Total cut time was ~17 minutes
Step 5: Finishing & mounting the bridge
Finish the bridgeI left the tabs on my bridge, to make sure it had as much support from the double stick tape as possible. So after the ShopBot finished cutting, I went to the bandsaw to cut away the extra material, then lightly sanded the edges.
My choice of a 2-step finishing pass left a neat cross-hatched texture on the bridge itself. I was planning to sand this away to make a smooth finish, but the more I handled the bridge, the more I liked the texture - so I decided to keep it. You may also notice that the slot isn't properly cut - this is due to a mistake in my original file, and I had to go back and finish it later. This can be fixed by checking the file and altering the extrusion.
Mounting the bridgeIn the end, one basically glues the bridge to the soundboard and hopes for the best. But there are some very important considerations to make when mounting.
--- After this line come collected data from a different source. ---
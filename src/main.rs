use tinfobot_rs::{BoxError, run};

#[tokio::main(flavor = "multi_thread")]
async fn main() -> Result<(), BoxError> {
    run().await
}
Is the soundboard flat, slightly concave, or slightly convex? Is the bridge centered along both axis of the guitar? What is the distance to the nut?
All of these considerations have a big effect on the rest of the guitar. If you are a fellow first time building, I strongly recommend finding some professional advice for assembling the guitar. Look for luthier websites, or look for books on guitar building - there are many good books out there. I found a whole section on the topic at my local library, and ended up using Build Your Own Acoustic Guitar by Jonathan Kinkead as my go-to reference book.
With that said, here are some important things to consider
Properly seating on the soundboard
Often times after being glued and installed, the guitar soundboard can be slightly curved in the middle, either dipping down in the center, or having a slight peak in the center. I was lucky and my soundboard was almost dead flat. But if your soundboard is curved, do not try to force a flat bridge onto it - over time the tension of the strings may eventually damage the soundboard, breaking it near the bridge. Instead, try to gently shape / sand the bottom of the bridge until it sits flat on the soundboard
Properly centering the bridge
If the bridge is mounted off-center, or mounted at an angle, the alignment of the strings may be off, causing them to hit each-other, chatter on the fretboard, or be difficult to play. Measure carefully from both sides, and if your bridge is asymmetrical, be extra careful.
The distance from the nut to the bridge
In the plans for the guitar mine is based on, it specifies that the bridge should be 163 cm from the nut. This distance is important, because it is the basis for the harmonics of the instrument. This basically means that the placement and size of the frets on your fretboard will change depending on this distance.
- If you place the bridge too far up or too far down on the soundboard, then the scale on the guitar will change location and won't be where you expect them to be
- If you are designing your own guitar completely from scratch, then you can put the bridge anywhere you want, even in unconventional positions - just remember that you will have to adjust your fretboard and playing style to compensate. There is a mathematical formula to determine the new scale position, but I don't feel confident describing it since I didn't actually apply it. Any professional guide or book on guitar building should include it.
- If you are being particular, there are a few additional measurements to take that can even account for the effect of the strings bending while you play
- After mounting the bridge, I used a handheld drill and reamer to widen the holes to their final size and drill through the soundboard. Unfortunately I don't have pictures of this step.
- I also used a small file to gently widen the saddle slot until the saddle bone fit snugly inside
That's it, I hope this helps someone or gives people ideas.